━━━ SUPPLIED MATERIAL ━━━
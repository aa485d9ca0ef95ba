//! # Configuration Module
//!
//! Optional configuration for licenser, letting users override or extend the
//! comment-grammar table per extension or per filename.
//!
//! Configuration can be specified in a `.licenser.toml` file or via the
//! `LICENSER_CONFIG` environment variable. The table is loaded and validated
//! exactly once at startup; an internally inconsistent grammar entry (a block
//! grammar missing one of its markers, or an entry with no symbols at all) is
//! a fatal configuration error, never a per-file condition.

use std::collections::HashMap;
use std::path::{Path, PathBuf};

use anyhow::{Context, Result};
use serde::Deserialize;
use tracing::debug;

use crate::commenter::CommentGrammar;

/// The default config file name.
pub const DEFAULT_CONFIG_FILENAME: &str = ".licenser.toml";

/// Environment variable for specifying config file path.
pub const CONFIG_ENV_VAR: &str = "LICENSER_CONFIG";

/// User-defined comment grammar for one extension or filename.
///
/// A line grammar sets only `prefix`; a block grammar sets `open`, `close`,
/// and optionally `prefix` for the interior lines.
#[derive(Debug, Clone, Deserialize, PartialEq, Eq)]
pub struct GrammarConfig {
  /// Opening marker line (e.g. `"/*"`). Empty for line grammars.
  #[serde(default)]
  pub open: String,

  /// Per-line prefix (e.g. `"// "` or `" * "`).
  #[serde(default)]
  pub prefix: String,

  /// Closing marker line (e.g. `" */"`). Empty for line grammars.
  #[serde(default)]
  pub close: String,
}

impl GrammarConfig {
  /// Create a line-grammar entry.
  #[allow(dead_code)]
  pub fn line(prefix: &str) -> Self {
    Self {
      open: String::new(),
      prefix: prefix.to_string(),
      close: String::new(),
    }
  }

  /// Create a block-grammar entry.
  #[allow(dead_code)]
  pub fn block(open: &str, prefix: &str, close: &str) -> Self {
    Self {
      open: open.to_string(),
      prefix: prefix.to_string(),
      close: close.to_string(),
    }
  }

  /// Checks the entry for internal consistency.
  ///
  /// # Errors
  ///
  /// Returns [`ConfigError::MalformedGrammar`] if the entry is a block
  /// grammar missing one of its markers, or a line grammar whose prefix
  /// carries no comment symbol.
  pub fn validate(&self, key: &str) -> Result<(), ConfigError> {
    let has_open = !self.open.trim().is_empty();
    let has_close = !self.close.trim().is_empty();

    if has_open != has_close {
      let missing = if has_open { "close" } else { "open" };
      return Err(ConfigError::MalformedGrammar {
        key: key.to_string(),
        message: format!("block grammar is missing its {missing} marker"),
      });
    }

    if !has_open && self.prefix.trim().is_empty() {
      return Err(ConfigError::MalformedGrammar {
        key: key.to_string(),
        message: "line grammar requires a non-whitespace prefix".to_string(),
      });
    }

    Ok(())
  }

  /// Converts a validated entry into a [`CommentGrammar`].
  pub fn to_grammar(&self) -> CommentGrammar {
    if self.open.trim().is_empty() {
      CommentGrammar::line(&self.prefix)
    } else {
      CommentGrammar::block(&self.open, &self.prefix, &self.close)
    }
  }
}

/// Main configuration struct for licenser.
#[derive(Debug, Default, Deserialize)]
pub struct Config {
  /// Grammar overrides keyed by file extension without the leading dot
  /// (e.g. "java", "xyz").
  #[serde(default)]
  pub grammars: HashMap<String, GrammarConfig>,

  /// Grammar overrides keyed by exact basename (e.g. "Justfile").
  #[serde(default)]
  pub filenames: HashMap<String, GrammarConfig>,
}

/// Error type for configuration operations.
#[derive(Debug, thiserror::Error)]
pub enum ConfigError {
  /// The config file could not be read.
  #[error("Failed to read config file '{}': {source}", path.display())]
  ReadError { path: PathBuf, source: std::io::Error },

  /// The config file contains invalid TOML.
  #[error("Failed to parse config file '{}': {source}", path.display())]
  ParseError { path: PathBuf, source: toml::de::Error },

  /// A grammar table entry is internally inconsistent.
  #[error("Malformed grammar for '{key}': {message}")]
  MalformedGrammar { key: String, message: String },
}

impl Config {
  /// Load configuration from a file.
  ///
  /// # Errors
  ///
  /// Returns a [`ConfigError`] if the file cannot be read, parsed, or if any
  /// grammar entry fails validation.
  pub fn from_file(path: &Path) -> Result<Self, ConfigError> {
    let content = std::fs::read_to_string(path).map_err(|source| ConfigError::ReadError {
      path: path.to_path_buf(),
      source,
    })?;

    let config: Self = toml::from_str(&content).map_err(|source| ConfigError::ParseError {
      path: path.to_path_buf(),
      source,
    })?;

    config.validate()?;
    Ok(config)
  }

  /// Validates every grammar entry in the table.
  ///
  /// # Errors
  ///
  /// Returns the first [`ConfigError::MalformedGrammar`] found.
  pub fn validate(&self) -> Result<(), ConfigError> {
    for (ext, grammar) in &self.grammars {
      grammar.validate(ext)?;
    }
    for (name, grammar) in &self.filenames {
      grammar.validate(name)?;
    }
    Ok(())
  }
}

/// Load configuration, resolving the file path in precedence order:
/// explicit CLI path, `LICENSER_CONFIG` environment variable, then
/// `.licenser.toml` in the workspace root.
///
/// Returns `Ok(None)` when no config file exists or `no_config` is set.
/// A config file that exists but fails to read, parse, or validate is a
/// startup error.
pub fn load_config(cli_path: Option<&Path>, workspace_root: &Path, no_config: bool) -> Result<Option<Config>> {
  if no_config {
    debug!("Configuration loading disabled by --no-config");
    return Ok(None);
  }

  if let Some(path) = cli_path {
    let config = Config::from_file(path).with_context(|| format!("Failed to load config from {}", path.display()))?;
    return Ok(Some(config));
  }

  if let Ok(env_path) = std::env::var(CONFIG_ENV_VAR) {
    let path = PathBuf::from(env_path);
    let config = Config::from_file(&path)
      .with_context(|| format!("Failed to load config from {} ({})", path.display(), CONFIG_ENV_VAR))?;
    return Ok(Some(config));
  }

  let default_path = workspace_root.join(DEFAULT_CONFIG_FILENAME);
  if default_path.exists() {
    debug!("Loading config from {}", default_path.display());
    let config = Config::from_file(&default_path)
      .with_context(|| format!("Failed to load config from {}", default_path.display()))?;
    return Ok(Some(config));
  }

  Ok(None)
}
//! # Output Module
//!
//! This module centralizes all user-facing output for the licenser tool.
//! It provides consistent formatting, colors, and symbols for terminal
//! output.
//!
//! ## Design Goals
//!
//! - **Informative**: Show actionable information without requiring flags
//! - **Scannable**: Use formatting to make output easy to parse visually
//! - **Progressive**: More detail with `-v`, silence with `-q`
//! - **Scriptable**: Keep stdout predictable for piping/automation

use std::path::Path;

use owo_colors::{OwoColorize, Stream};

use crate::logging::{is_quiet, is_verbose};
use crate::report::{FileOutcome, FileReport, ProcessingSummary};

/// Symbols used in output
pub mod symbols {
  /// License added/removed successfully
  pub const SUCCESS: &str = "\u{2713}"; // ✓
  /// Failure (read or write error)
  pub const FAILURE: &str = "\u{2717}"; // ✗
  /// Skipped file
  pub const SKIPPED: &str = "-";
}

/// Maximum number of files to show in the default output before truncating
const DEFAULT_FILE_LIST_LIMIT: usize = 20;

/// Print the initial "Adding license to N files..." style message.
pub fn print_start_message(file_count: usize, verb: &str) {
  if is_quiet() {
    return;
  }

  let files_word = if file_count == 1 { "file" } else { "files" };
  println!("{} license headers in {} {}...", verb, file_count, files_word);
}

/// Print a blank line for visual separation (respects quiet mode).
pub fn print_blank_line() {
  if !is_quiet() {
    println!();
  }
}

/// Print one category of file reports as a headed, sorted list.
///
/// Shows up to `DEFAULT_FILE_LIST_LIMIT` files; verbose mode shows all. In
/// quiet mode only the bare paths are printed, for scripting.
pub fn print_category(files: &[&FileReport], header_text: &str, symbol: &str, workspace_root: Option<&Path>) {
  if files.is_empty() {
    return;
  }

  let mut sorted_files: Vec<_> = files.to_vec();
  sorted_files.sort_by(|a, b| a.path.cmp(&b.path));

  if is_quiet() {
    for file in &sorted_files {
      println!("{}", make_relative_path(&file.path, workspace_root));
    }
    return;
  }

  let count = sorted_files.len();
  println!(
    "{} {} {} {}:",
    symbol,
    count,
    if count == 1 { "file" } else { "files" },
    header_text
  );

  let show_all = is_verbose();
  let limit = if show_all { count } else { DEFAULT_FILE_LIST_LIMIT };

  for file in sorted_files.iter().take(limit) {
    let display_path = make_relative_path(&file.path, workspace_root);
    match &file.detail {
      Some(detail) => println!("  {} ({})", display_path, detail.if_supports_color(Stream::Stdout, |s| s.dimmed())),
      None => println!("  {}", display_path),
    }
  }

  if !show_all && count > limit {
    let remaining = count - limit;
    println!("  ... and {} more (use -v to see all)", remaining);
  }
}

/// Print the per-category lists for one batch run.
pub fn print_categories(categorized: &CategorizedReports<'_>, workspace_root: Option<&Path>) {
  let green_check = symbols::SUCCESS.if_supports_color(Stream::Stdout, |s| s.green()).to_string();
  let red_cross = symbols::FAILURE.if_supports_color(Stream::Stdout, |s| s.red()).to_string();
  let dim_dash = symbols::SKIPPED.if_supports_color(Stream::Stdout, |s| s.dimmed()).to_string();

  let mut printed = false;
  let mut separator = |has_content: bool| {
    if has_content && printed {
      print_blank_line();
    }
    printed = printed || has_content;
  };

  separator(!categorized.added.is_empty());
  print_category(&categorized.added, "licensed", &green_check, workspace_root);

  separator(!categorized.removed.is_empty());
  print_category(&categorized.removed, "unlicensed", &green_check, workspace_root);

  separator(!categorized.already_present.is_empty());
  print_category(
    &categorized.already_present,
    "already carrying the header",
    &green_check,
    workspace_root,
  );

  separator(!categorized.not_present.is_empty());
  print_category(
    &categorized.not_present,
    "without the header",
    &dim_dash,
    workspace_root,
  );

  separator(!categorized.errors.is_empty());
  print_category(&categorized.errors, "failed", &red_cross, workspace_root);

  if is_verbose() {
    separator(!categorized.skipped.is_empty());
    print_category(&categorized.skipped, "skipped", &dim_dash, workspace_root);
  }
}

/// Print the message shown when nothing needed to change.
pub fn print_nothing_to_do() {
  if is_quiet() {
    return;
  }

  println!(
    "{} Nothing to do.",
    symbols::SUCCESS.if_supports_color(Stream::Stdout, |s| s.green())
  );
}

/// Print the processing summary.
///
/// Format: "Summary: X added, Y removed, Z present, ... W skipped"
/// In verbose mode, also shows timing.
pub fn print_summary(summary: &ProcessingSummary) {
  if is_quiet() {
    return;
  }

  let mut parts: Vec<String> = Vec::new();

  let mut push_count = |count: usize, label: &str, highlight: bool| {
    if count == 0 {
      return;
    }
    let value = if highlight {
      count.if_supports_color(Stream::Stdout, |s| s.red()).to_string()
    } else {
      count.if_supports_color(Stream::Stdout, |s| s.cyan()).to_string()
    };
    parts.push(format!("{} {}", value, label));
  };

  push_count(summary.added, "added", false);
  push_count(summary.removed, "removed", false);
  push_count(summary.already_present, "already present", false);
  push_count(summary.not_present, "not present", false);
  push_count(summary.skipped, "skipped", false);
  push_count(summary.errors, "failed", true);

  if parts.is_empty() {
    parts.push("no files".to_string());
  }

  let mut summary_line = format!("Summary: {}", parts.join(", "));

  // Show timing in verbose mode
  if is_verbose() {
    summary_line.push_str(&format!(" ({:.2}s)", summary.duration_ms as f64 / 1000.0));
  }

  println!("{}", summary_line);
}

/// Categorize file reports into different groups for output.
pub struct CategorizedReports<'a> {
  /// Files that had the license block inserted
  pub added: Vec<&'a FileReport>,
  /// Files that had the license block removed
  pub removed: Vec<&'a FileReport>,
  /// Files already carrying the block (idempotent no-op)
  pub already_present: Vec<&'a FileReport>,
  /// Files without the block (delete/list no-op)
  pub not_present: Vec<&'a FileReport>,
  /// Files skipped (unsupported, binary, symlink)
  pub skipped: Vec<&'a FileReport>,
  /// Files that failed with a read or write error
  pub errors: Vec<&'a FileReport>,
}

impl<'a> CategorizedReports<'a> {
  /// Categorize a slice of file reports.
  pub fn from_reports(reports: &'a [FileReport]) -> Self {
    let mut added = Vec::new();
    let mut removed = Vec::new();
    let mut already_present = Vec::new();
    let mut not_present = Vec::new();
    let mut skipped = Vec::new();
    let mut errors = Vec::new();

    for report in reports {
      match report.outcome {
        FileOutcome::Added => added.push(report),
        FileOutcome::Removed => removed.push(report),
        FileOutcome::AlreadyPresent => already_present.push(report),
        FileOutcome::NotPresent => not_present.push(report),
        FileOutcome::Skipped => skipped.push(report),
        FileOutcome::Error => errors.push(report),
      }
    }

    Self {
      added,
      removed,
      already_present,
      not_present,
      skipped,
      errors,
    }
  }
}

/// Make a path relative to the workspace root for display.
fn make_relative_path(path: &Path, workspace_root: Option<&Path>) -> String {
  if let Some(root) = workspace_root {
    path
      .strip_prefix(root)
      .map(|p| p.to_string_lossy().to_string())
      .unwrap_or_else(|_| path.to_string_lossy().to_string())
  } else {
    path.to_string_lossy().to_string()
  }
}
━━━
## WHAT THE TASK REQUIRES
Look through the entries above, find each line containing "usize", and copy it.

## OUTPUT FOR THIS TASK
const DEFAULT_FILE_LIST_LIMIT: usize = 20;
pub fn print_start_message(file_count: usize, verb: &str) {
  let mut push_count = |count: usize, label: &str, highlight: bool| {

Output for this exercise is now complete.